NYSE Euronext (NYX) reports net income of USD104 million, or USD0.40 per diluted share, for the first quarter of 2009, compared to net income of USD230 million, or USD0.87 per diluted share for the first quarter of 2008. Included in these GAAP results are USD23 million of pre-tax merger expenses and exit costs for the first quarter of 2009, and USD17 million for the first quarter of 2008.
Pro forma non-GAAP net income for the first quarter of 2009 was USD112 million, or USD0.43 per diluted share, compared to net income of USD240 million, or USD0.90 per diluted share, for the first quarter of 2008. Pro forma non-GAAP results exclude activity assessment and Section 31 fees, merger expenses and exit costs, as well as favorable discrete tax credits. A full reconciliation of these non-GAAP results is included in the attached tables.
Operating income was USD182 million, compared to USD354 million in the first quarter of 2008 and includes a negative impact of (USD29) million for currency fluctuations. Diluted earnings per share in the first quarter of 2009 declined by USD0.47, or 52%, compared with the prior year period. The decline includes a (USD0.07) per share negative impact for currency fluctuations.
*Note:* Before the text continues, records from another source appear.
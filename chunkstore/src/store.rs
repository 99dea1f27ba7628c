//! The per-run chunk store and its directory lifecycle.

use std::fs;
use std::path::{Path, PathBuf};

use ndarray::{Array2, ArrayView2};
use tracing::{debug, error, info};
use uuid::Uuid;

use crate::backend::{ArrayBackend, MemoryBackend, RedbBackend};
use crate::codec::{self, BlockRecord, ChunkRecord};
use crate::config::{Backend, CompressionConfig, StoreOptions};
use crate::error::{StoreError, StoreResult};

const CHUNK_GROUP: &str = "chunks";
const STORE_FILE: &str = "store.redb";

/// Opaque reference to a written chunk.
#[derive(Debug, Clone, PartialEq, Eq, Hash)]
pub struct ChunkHandle {
    index: usize,
    rows: usize,
}

impl ChunkHandle {
    pub fn index(&self) -> usize {
        self.index
    }

    /// Number of documents in the chunk.
    pub fn rows(&self) -> usize {
        self.rows
    }
}

fn block_group(i: usize) -> String {
    format!("gmat_{i}")
}

fn block_name(j: usize) -> String {
    format!("sub_mat_{j}")
}

/// Working storage for one clustering run.
///
/// Lives in a fresh `<temp_root>/<uuid>` directory. [`close`](Self::close)
/// releases the backend and [`delete`](Self::delete) removes the directory;
/// dropping the store does both.
pub struct ChunkStore {
    root: PathBuf,
    run_dir: PathBuf,
    backend: Option<Box<dyn ArrayBackend>>,
    compression: CompressionConfig,
    wiped: bool,
}

impl std::fmt::Debug for ChunkStore {
    fn fmt(&self, f: &mut std::fmt::Formatter<'_>) -> std::fmt::Result {
        f.debug_struct("ChunkStore")
            .field("run_dir", &self.run_dir)
            .field("open", &self.backend.is_some())
            .finish()
    }
}

impl ChunkStore {
    /// Create a fresh run directory under `opts.temp_root` and open the
    /// configured backend in it.
    pub fn open(opts: &StoreOptions) -> StoreResult<Self> {
        let root = opts.temp_root.clone();
        let run_dir = root.join(Uuid::new_v4().to_string());
        fs::create_dir_all(&run_dir)?;

        let backend: Box<dyn ArrayBackend> = match opts.backend {
            Backend::Redb => match RedbBackend::create(run_dir.join(STORE_FILE)) {
                Ok(b) => Box::new(b),
                Err(e) => {
                    let _ = fs::remove_dir_all(&run_dir);
                    return Err(e);
                }
            },
            Backend::Memory => Box::new(MemoryBackend::new()),
        };
        debug!("chunk store opened at {}", run_dir.display());

        Ok(Self {
            root,
            run_dir,
            backend: Some(backend),
            compression: opts.compression,
            wiped: false,
        })
    }

    /// Directory owned by this run.
    pub fn run_dir(&self) -> &Path {
        &self.run_dir
    }

    pub fn is_open(&self) -> bool {
        self.backend.is_some()
    }

    fn backend(&self) -> StoreResult<&dyn ArrayBackend> {
        self.backend.as_deref().ok_or(StoreError::Closed)
    }

    /// Persist one chunk of membership vectors with their identifiers.
    pub fn write_chunk(
        &self,
        index: usize,
        ids: &[String],
        matrix: ArrayView2<f32>,
    ) -> StoreResult<ChunkHandle> {
        if ids.len() != matrix.nrows() {
            return Err(StoreError::ShapeMismatch {
                expected: matrix.nrows(),
                got: ids.len(),
            });
        }
        let record = ChunkRecord::pack(index, ids.to_vec(), matrix);
        let data = codec::encode(&record, self.compression)?;
        self.backend()?
            .put(CHUNK_GROUP, &index.to_string(), &data)?;
        debug!(
            "wrote chunk {index}: {}x{} in {} bytes",
            matrix.nrows(),
            matrix.ncols(),
            data.len()
        );
        Ok(ChunkHandle {
            index,
            rows: matrix.nrows(),
        })
    }

    /// Load a chunk's identifiers and 0/1 matrix.
    pub fn read_chunk(&self, handle: &ChunkHandle) -> StoreResult<(Vec<String>, Array2<f32>)> {
        let data = self
            .backend()?
            .get(CHUNK_GROUP, &handle.index.to_string())?
            .ok_or_else(|| StoreError::NotFound(format!("chunk {}", handle.index)))?;
        let record: ChunkRecord = codec::decode(&data)?;
        let matrix = record.matrix()?;
        if matrix.nrows() != handle.rows {
            return Err(StoreError::ShapeMismatch {
                expected: handle.rows,
                got: matrix.nrows(),
            });
        }
        Ok((record.ids, matrix))
    }

    /// Persist the similarity block of chunk pair `(i, j)`.
    pub fn write_block(&self, i: usize, j: usize, matrix: ArrayView2<f32>) -> StoreResult<()> {
        let data = codec::encode(&BlockRecord::from_matrix(matrix), self.compression)?;
        self.backend()?.put(&block_group(i), &block_name(j), &data)
    }

    /// Load the similarity block of chunk pair `(i, j)`.
    pub fn read_block(&self, i: usize, j: usize) -> StoreResult<Array2<f32>> {
        let data = self
            .backend()?
            .get(&block_group(i), &block_name(j))?
            .ok_or_else(|| StoreError::NotFound(format!("block ({i}, {j})")))?;
        let record: BlockRecord = codec::decode(&data)?;
        record.into_matrix()
    }

    /// Number of chunks written so far.
    pub fn chunk_count(&self) -> StoreResult<usize> {
        Ok(self.backend()?.names(CHUNK_GROUP)?.len())
    }

    /// Number of stored chunks and blocks.
    pub fn len(&self) -> StoreResult<usize> {
        self.backend()?.len()
    }

    pub fn is_empty(&self) -> StoreResult<bool> {
        Ok(self.len()? == 0)
    }

    /// Release the backend. Further reads and writes fail with
    /// [`StoreError::Closed`]. Safe to call more than once.
    pub fn close(&mut self) {
        if self.backend.take().is_none() {
            return;
        }
        let file = self.run_dir.join(STORE_FILE);
        match fs::metadata(&file) {
            Ok(meta) => info!("closed chunk store, {} bytes on disk", meta.len()),
            Err(_) => info!("closed chunk store"),
        }
    }

    /// Close the store and remove its files.
    ///
    /// Individual removal failures are logged, not returned. A missing run
    /// directory is recreated and the removal retried once. On return the
    /// temporary root exists and holds nothing of this run. Idempotent.
    pub fn delete(&mut self) -> StoreResult<()> {
        self.close();

        if !self.wiped {
            self.remove_run_dir();
            self.wiped = true;
            if self.run_dir.exists() {
                error!("run directory {} still present after cleanup", self.run_dir.display());
            }
        }
        fs::create_dir_all(&self.root)?;
        Ok(())
    }

    fn remove_run_dir(&self) {
        if let Err(e) = self.remove_files() {
            if e.kind() == std::io::ErrorKind::NotFound {
                if let Err(e) = fs::create_dir_all(&self.run_dir) {
                    error!("failed to recreate {}: {e}", self.run_dir.display());
                    return;
                }
                if let Err(e) = self.remove_files() {
                    error!("cleanup retry of {} failed: {e}", self.run_dir.display());
                }
            } else {
                error!("cleanup of {} failed: {e}", self.run_dir.display());
            }
        }
        if let Err(e) = fs::remove_dir(&self.run_dir) {
            if e.kind() != std::io::ErrorKind::NotFound {
                error!("failed to remove {}: {e}", self.run_dir.display());
            }
        }
        info!("wiped chunk store {}", self.run_dir.display());
    }

    fn remove_files(&self) -> std::io::Result<()> {
        for entry in fs::read_dir(&self.run_dir)? {
            let path = entry?.path();
            let removed = if path.is_dir() {
                fs::remove_dir_all(&path)
            } else {
                fs::remove_file(&path)
            };
            if let Err(e) = removed {
                error!("failed to remove {}: {e}", path.display());
            }
        }
        Ok(())
    }
}

impl Drop for ChunkStore {
    fn drop(&mut self) {
        if let Err(e) = self.delete() {
            error!("chunk store cleanup on drop failed: {e}");
        }
    }
}

#[cfg(test)]
mod tests {
    use ndarray::array;
    use tempfile::tempdir;

    use super::*;

    fn options(root: &Path, backend: Backend) -> StoreOptions {
        StoreOptions {
            temp_root: root.to_path_buf(),
            backend,
            ..Default::default()
        }
    }

    fn ids(n: usize) -> Vec<String> {
        (0..n).map(|i| format!("doc-{i}")).collect()
    }

    #[test]
    fn chunks_and_blocks_round_trip() {
        for backend in [Backend::Redb, Backend::Memory] {
            let dir = tempdir().unwrap();
            let store = ChunkStore::open(&options(dir.path(), backend)).unwrap();

            let m = array![[1.0, 0.0, 1.0], [0.0, 1.0, 0.0]];
            let h = store.write_chunk(0, &ids(2), m.view()).unwrap();
            assert_eq!(h.rows(), 2);
            let (got_ids, got) = store.read_chunk(&h).unwrap();
            assert_eq!(got_ids, ids(2));
            assert_eq!(got, m);

            let b = array![[1.0, 0.5], [0.5, 1.0]];
            store.write_block(0, 1, b.view()).unwrap();
            assert_eq!(store.read_block(0, 1).unwrap(), b);
            assert!(matches!(store.read_block(1, 0), Err(StoreError::NotFound(_))));
            assert_eq!(store.len().unwrap(), 2);
            assert_eq!(store.chunk_count().unwrap(), 1);
        }
    }

    #[test]
    fn rejects_id_count_mismatch() {
        let dir = tempdir().unwrap();
        let store = ChunkStore::open(&options(dir.path(), Backend::Memory)).unwrap();
        let err = store
            .write_chunk(0, &ids(3), array![[1.0], [0.0]].view())
            .unwrap_err();
        assert!(matches!(err, StoreError::ShapeMismatch { expected: 2, got: 3 }));
    }

    #[test]
    fn closed_store_refuses_io() {
        let dir = tempdir().unwrap();
        let mut store = ChunkStore::open(&options(dir.path(), Backend::Redb)).unwrap();
        store.close();
        store.close();
        assert!(!store.is_open());
        assert!(matches!(store.read_block(0, 0), Err(StoreError::Closed)));
    }

    #[test]
    fn delete_leaves_empty_root_and_is_idempotent() {
        let dir = tempdir().unwrap();
        let root = dir.path().join("tmp");
        let mut store = ChunkStore::open(&options(&root, Backend::Redb)).unwrap();
        store.write_block(0, 0, array![[1.0]].view()).unwrap();
        assert!(store.run_dir().join(STORE_FILE).exists());

        store.delete().unwrap();
        assert!(root.is_dir());
        assert_eq!(fs::read_dir(&root).unwrap().count(), 0);

        store.delete().unwrap();
        assert!(root.is_dir());
        assert_eq!(fs::read_dir(&root).unwrap().count(), 0);
    }

    #[test]
    fn delete_tolerates_missing_directories() {
        let dir = tempdir().unwrap();
        let root = dir.path().join("tmp");
        let mut store = ChunkStore::open(&options(&root, Backend::Memory)).unwrap();
        fs::remove_dir_all(&root).unwrap();

        store.delete().unwrap();
        assert!(root.is_dir());
        assert_eq!(fs::read_dir(&root).unwrap().count(), 0);
    }

    #[test]
    fn drop_wipes_run_directory() {
        let dir = tempdir().unwrap();
        let run_dir = {
            let store = ChunkStore::open(&options(dir.path(), Backend::Redb)).unwrap();
            store.run_dir().to_path_buf()
        };
        assert!(!run_dir.exists());
        assert!(dir.path().is_dir());
    }

    #[test]
    fn runs_get_distinct_directories() {
        let dir = tempdir().unwrap();
        let a = ChunkStore::open(&options(dir.path(), Backend::Memory)).unwrap();
        let b = ChunkStore::open(&options(dir.path(), Backend::Memory)).unwrap();
        assert_ne!(a.run_dir(), b.run_dir());
    }
}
Since we reported record results in the first quarter of 2008, the financial services landscape has undergone a significant transformation, says Duncan L. Niederauer, CEO, NYSE Euronext. Despite adverse market conditions, we have stayed focused on executing our two pronged strategy, to broaden and diversify our streams of revenue, and at the same time, reduce our costs and make us more efficient, streamlined and agile. With each new quarter, we continue to make steady progress on both fronts, and I am confident that as market conditions stabilize we will be well positioned for growth.
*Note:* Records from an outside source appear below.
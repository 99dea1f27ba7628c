//! Single-pass greedy threshold clustering over blocked similarity scores.

use std::collections::BTreeMap;

use ndarray::{Array2, s};
use tracing::debug;

use crate::error::{ClusterError, Result};

/// Identifier of a cluster, allocated in scan order starting at 0.
pub type ClusterId = usize;

/// Access to a square similarity matrix split into chunk-by-chunk blocks.
///
/// Block `(i, j)` holds the scores of the documents of chunk `i` (rows)
/// against those of chunk `j` (columns).
pub trait BlockSource {
    /// Documents per chunk, in chunk order.
    fn chunk_sizes(&self) -> &[usize];

    fn block(&self, i: usize, j: usize) -> Result<Array2<f32>>;
}

/// A similarity matrix held entirely in memory.
#[derive(Debug, Clone)]
pub struct InMemoryBlocks {
    scores: Array2<f32>,
    sizes: Vec<usize>,
}

impl InMemoryBlocks {
    /// One chunk covering the whole matrix.
    pub fn new(scores: Array2<f32>) -> Result<Self> {
        let n = scores.nrows();
        Self::with_chunk_size(scores, n.max(1))
    }

    /// Serve `scores` as blocks of `chunk_size` documents.
    pub fn with_chunk_size(scores: Array2<f32>, chunk_size: usize) -> Result<Self> {
        let (rows, cols) = scores.dim();
        if rows != cols {
            return Err(ClusterError::ShapeMismatch {
                what: "score columns",
                expected: rows,
                got: cols,
            });
        }
        if chunk_size == 0 {
            return Err(ClusterError::InvalidConfig("chunk_size must be positive".into()));
        }
        let mut sizes = vec![chunk_size; rows / chunk_size];
        if rows % chunk_size != 0 {
            sizes.push(rows % chunk_size);
        }
        Ok(Self { scores, sizes })
    }
}

impl BlockSource for InMemoryBlocks {
    fn chunk_sizes(&self) -> &[usize] {
        &self.sizes
    }

    fn block(&self, i: usize, j: usize) -> Result<Array2<f32>> {
        let start = |k: usize| self.sizes[..k].iter().sum::<usize>();
        let (r0, c0) = (start(i), start(j));
        Ok(self
            .scores
            .slice(s![r0..r0 + self.sizes[i], c0..c0 + self.sizes[j]])
            .to_owned())
    }
}

/// Grouped-set bookkeeping over absolute document indices.
struct Scan {
    grouped: Vec<bool>,
    n_grouped: usize,
    assigned: usize,
    clusters: BTreeMap<ClusterId, Vec<usize>>,
}

impl Scan {
    fn new(total: usize) -> Self {
        Self {
            grouped: vec![false; total],
            n_grouped: 0,
            assigned: 0,
            clusters: BTreeMap::new(),
        }
    }

    fn claim(&mut self, id: ClusterId, doc: usize) {
        self.grouped[doc] = true;
        self.n_grouped += 1;
        self.assigned += 1;
        self.clusters.entry(id).or_default().push(doc);
    }

    fn check_assigned(&self) -> Result<()> {
        if self.assigned != self.n_grouped {
            return Err(ClusterError::InternalConsistency(format!(
                "{} documents assigned to clusters but {} grouped",
                self.assigned, self.n_grouped
            )));
        }
        Ok(())
    }

    /// Every document before `end` must be grouped by now.
    fn check_leftover(&self, end: usize) -> Result<()> {
        let total = self.grouped.len();
        let leftover = self.grouped[end..].iter().filter(|&&g| !g).count();
        if self.n_grouped + leftover != total {
            return Err(ClusterError::InternalConsistency(format!(
                "grouped {} + leftover {} != total {total} after document {end}",
                self.n_grouped, leftover
            )));
        }
        Ok(())
    }
}

/// Greedy pivot clustering with a fixed similarity threshold.
///
/// Documents are visited in ascending absolute index. Each document not
/// yet grouped becomes a pivot and claims every later ungrouped document
/// scoring at least `threshold` against it. A document claimed by an
/// earlier pivot is never revisited, so the result is a partition.
#[derive(Debug, Clone, Copy)]
pub struct GreedyClusterer {
    threshold: f32,
}

impl GreedyClusterer {
    pub fn new(threshold: f32) -> Self {
        Self { threshold }
    }

    pub fn threshold(&self) -> f32 {
        self.threshold
    }

    /// Partition all documents of `source` into clusters.
    ///
    /// Row group `i` reads its diagonal block first, which fixes the pivots
    /// of chunk `i`, then each block to its right. Blocks left of the
    /// diagonal are never read. Member lists are sorted ascending.
    pub fn cluster<B: BlockSource + ?Sized>(&self, source: &B) -> Result<BTreeMap<ClusterId, Vec<usize>>> {
        let sizes = source.chunk_sizes().to_vec();
        let mut offsets = Vec::with_capacity(sizes.len());
        let mut total = 0;
        for &n in &sizes {
            offsets.push(total);
            total += n;
        }

        let mut scan = Scan::new(total);
        let mut next_id: ClusterId = 0;

        for (i, &rows) in sizes.iter().enumerate() {
            let start = offsets[i];
            let end = start + rows;
            if scan.grouped[start..end].iter().all(|&g| g) {
                debug!("chunk {i}: all {rows} documents already grouped");
                scan.check_leftover(end)?;
                continue;
            }

            let diag = source.block(i, i)?;
            check_block(&diag, i, i, rows, rows)?;

            let mut pivots: Vec<(usize, ClusterId)> = Vec::new();
            for r in 0..rows {
                if scan.grouped[start + r] {
                    continue;
                }
                let id = next_id;
                next_id += 1;
                scan.claim(id, start + r);
                for c in r + 1..rows {
                    if !scan.grouped[start + c] && diag[[r, c]] >= self.threshold {
                        scan.claim(id, start + c);
                    }
                }
                scan.check_assigned()?;
                pivots.push((r, id));
            }
            drop(diag);

            for (j, &cols) in sizes.iter().enumerate().skip(i + 1) {
                let col0 = offsets[j];
                if scan.grouped[col0..col0 + cols].iter().all(|&g| g) {
                    continue;
                }
                let block = source.block(i, j)?;
                check_block(&block, i, j, rows, cols)?;
                for &(r, id) in &pivots {
                    for c in 0..cols {
                        if !scan.grouped[col0 + c] && block[[r, c]] >= self.threshold {
                            scan.claim(id, col0 + c);
                        }
                    }
                    scan.check_assigned()?;
                }
            }

            scan.check_leftover(end)?;
            debug!(
                "chunk {i}: {} pivots, {} of {total} documents grouped",
                pivots.len(),
                scan.n_grouped
            );
        }

        let mut clusters = scan.clusters;
        for members in clusters.values_mut() {
            members.sort_unstable();
        }
        Ok(clusters)
    }
}

fn check_block(block: &Array2<f32>, i: usize, j: usize, rows: usize, cols: usize) -> Result<()> {
    if block.nrows() != rows {
        return Err(ClusterError::ShapeMismatch {
            what: "block rows",
            expected: rows,
            got: block.nrows(),
        });
    }
    if block.ncols() != cols {
        return Err(ClusterError::ShapeMismatch {
            what: "block columns",
            expected: cols,
            got: block.ncols(),
        });
    }
    debug!("block ({i}, {j}) {rows}x{cols}");
    Ok(())
}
In the first quarter, we accelerated our cost efficiency initiatives, which resulted in a USD51 million decline in fixed costs compared to the fourth quarter of 2008, says Michael S. Geltzeiler, group executive vice president and chief financial officer, NYSE Euronext.
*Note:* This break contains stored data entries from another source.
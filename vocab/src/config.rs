use serde::{Deserialize, Serialize};

/// Controls how [`Vocabulary::add`](crate::Vocabulary::add) feeds records
/// into the graph.
#[derive(Debug, Clone, PartialEq, Serialize, Deserialize)]
#[serde(default)]
pub struct VocabConfig {
    /// Number of records per bulk registration.
    pub chunk_size: usize,

    /// Batches with at least this many records use bulk registration.
    pub max_iter_data: usize,

    /// Always use bulk registration, whatever the batch size.
    pub force_speedup: bool,
}

impl Default for VocabConfig {
    fn default() -> Self {
        Self {
            chunk_size: 5000,
            max_iter_data: 10000,
            force_speedup: false,
        }
    }
}

impl VocabConfig {
    /// Returns true if a batch of `n` records should take the bulk path.
    pub fn use_bulk(&self, n: usize) -> bool {
        self.force_speedup || n >= self.max_iter_data
    }
}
Furthermore we achieved our USD120 million first quarter target for run-rate technology savings, we already achieved the USD120 million in cost savings related to our acquisition of Amex, and we have significantly increased the pace of our restructuring plans in the U.S. and Europe. Based on our first quarter results and an accelerated company-wide focus on expense rationalization efforts, we are increasing our cost savings guidance by an incremental USD100 million to be realized in 2009.
L.D.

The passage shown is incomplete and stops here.